Oil rebounds on Iran strikes as markets eye PCE inflation data

Cover image from cnbc.com, which was analyzed for this article
US released revised Q1 GDP estimate, core PCE inflation, building permits and ISM services data. Markets reacted to mixed growth signals and persistent inflation readings.
PoliticalOS
Thursday, May 28, 2026 — Business
Markets are pricing both the risk of prolonged energy-driven inflation and the possibility of diplomatic progress. The immediate focus remains Thursday’s PCE release, which will test whether price pressures are moderating as hoped.
What outlets missed
No outlet supplied independent confirmation or precise location for the reported U.S. strikes or the Iranian Revolutionary Guard response. Details on any Q1 GDP revision, building permits, or ISM services data referenced in the original topic summary were absent from all three reports. The articles also omitted any direct market reaction to those specific releases.
US Strikes on Iran Send Oil Prices Higher Amid Fears of Wider Conflict
Oil prices climbed sharply Thursday after the United States carried out fresh strikes against Iranian military sites and Iran responded by targeting an American airbase. Brent crude futures rose nearly 3 percent to trade around 97 dollars a barrel, while West Texas Intermediate crude gained a similar amount to top 91 dollars. The moves reversed earlier declines that had followed comments from administration officials about progress in talks with Tehran.
The latest American action hit a facility the Pentagon believes posed a threat to U.S. forces and to shipping lanes in the Strait of Hormuz. Officials also reported downing several Iranian drones. Hours later, Iran’s Revolutionary Guards announced they had struck back at a U.S. airbase, though they gave no precise location. The exchange comes after months of tit-for-tat actions that have kept global energy markets on edge.
Traders reacted quickly. S&P 500 futures slipped 0.2 percent in early trading, while Nasdaq futures fell further. The Dow Jones Industrial Average had posted record closes in the prior session on hopes that oil prices would keep easing, but those gains faded as the new round of strikes became clear. Energy costs have already fed into broader inflation readings, and investors now await fresh data that could influence Federal Reserve decisions on interest rates.
Chicago Fed President Austan Goolsbee told CNBC that energy inflation tied to the Iran conflict has lasted longer than markets first assumed. He described the effect on Asian economies as a classic stagflationary shock, noting that oil remains well above pre-conflict levels near 72 dollars for Brent. Goolsbee, who dissented from the Fed’s last rate cut, said he wanted clearer proof that price pressures would not stick around. Higher energy costs, he warned, are spilling into other areas of the economy through what analysts call second-round effects.

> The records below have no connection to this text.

//! The editing test cases.
//!
//! Every case owns a headless [`Window`] and drives it through the step
//! sequencer: a step changes control state or injects input, the sequencer
//! lets the window process it, and the next step verifies the result.

mod accepts_tab;
mod key_navigation;
mod max_length;
mod rendering;
mod selection_args;
mod text_events;

use edit_controls::{ControlError, ControlResult, TextControl, TextEditableType, Window};
use edit_harness::{
    run_case, ComparisonCriteria, Dimension, FailurePolicy, InputSequence, Outcome, Overrides,
    TestError, TestLog, TestResult, Value,
};
use std::path::PathBuf;
use std::str::FromStr;

/// Settings shared by every case in a run.
#[derive(Debug, Clone, Default)]
pub struct CaseContext {
    /// Forces a policy on every case when set.
    pub policy: Option<FailurePolicy>,
    pub artifacts: Option<PathBuf>,
    pub masters: Option<PathBuf>,
    pub criteria: ComparisonCriteria,
}

impl CaseContext {
    fn new_log(&self, case: &str) -> TestLog {
        let mut log = TestLog::new(case);
        log.set_artifacts_dir(self.artifacts.clone());
        log
    }

    fn policy_or(&self, default: FailurePolicy) -> FailurePolicy {
        self.policy.unwrap_or(default)
    }
}

/// Name and one-line description of a case.
#[derive(Debug, Clone, Copy)]
pub struct CaseInfo {
    pub name: &'static str,
    pub description: &'static str,
}

pub const CASES: &[CaseInfo] = &[
    CaseInfo {
        name: accepts_tab::NAME,
        description: "Tab and Shift+Tab insert a tab or move focus",
    },
    CaseInfo {
        name: max_length::NAME,
        description: "Typing stops at the maximum length",
    },
    CaseInfo {
        name: selection_args::NAME,
        description: "Selection arguments are validated and clamped",
    },
    CaseInfo {
        name: text_events::NAME,
        description: "Change events fire once per edit",
    },
    CaseInfo {
        name: key_navigation::NAME,
        description: "Navigation keys move the caret and extend the selection",
    },
    CaseInfo {
        name: rendering::NAME,
        description: "Edits change the rendering and passwords render masked",
    },
];

/// Run the case called `name` over all its combinations.
pub fn run_named(name: &str, ctx: &CaseContext, overrides: &Overrides) -> TestResult<Outcome> {
    match name {
        accepts_tab::NAME => run_case(&mut accepts_tab::AcceptsTabCase::new(ctx)?, overrides),
        max_length::NAME => run_case(&mut max_length::MaxLengthCase::new(ctx)?, overrides),
        selection_args::NAME => {
            run_case(&mut selection_args::SelectionArgsCase::new(ctx)?, overrides)
        }
        text_events::NAME => run_case(&mut text_events::TextEventsCase::new(ctx)?, overrides),
        key_navigation::NAME => {
            run_case(&mut key_navigation::KeyNavigationCase::new(ctx)?, overrides)
        }
        rendering::NAME => run_case(&mut rendering::RenderingCase::new(ctx)?, overrides),
        _ => Err(TestError::InvalidArgument(format!("Unknown test case {}", name))),
    }
}

// ---- helpers shared by the cases ----

pub(crate) fn host_error(e: ControlError) -> TestError {
    TestError::Host(e.to_string())
}

/// Let the window process everything queued for it.
pub(crate) fn pump(window: &mut Window) -> TestResult<()> {
    window.do_events().map(|_| ()).map_err(host_error)
}

/// Queue a key script on the window.
pub(crate) fn type_keys(window: &mut Window, script: &str) -> TestResult<()> {
    let input = InputSequence::parse(script)?;
    window.inject(input.events());
    Ok(())
}

pub(crate) fn new_window() -> TestResult<Window> {
    Window::new(40, 8).map_err(host_error)
}

/// A dimension over every control type.
pub(crate) fn editable_types() -> TestResult<Dimension> {
    Dimension::new(
        "EditableType",
        TextEditableType::values().iter().map(|k| Value::ident(k.name())),
    )
}

/// Where the caret or selection is placed before an action.
#[derive(Debug, Clone, Copy, PartialEq, Eq)]
pub(crate) enum SelectionState {
    Start,
    Middle,
    End,
    SelectAll,
}

impl SelectionState {
    pub(crate) fn dimension() -> TestResult<Dimension> {
        Dimension::new(
            "SelectionState",
            ["start", "middle", "end", "selectall"].map(Value::ident),
        )
    }

    pub(crate) fn apply(self, control: &mut TextControl) -> ControlResult<()> {
        let len = control.len() as i64;
        match self {
            SelectionState::Start => control.set_caret_index(0),
            SelectionState::Middle => control.set_caret_index(len / 2),
            SelectionState::End => control.set_caret_index(len),
            SelectionState::SelectAll => {
                control.select_all();
                Ok(())
            }
        }
    }
}

impl FromStr for SelectionState {
    type Err = TestError;

    fn from_str(s: &str) -> Result<Self, Self::Err> {
        match s {
            "start" => Ok(Self::Start),
            "middle" => Ok(Self::Middle),
            "end" => Ok(Self::End),
            "selectall" => Ok(Self::SelectAll),
            other => Err(TestError::InvalidArgument(format!("Unknown selection state {}", other))),
        }
    }
}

The Strait of Hormuz remains a central concern. Roughly one-fifth of global oil shipments pass through the narrow waterway, and any sustained disruption would push prices higher still. Iranian state media has said Tehran would restore commercial traffic to prewar levels within a month of any agreement, yet President Trump has stated he will not accept Iranian control of the strait as part of a deal. Secretary of State Marco Rubio has stressed that the administration prefers a negotiated path, but the latest military moves suggest diplomacy has not kept pace with events on the ground.
For American drivers and businesses, the immediate impact shows up at the pump and in higher transportation costs. The prolonged run-up in crude has already complicated efforts to bring overall inflation back to the Fed’s 2 percent target. With central banks now weighing whether to keep rates higher for longer, households face the prospect of elevated borrowing costs alongside expensive gasoline.
Markets had briefly priced out worst-case supply disruptions after signs of diplomatic movement, but Thursday’s developments reminded traders how quickly the situation can shift. The combination of active strikes, Iranian retaliation, and uncertainty over the timing of any settlement leaves both oil and equities vulnerable to further swings.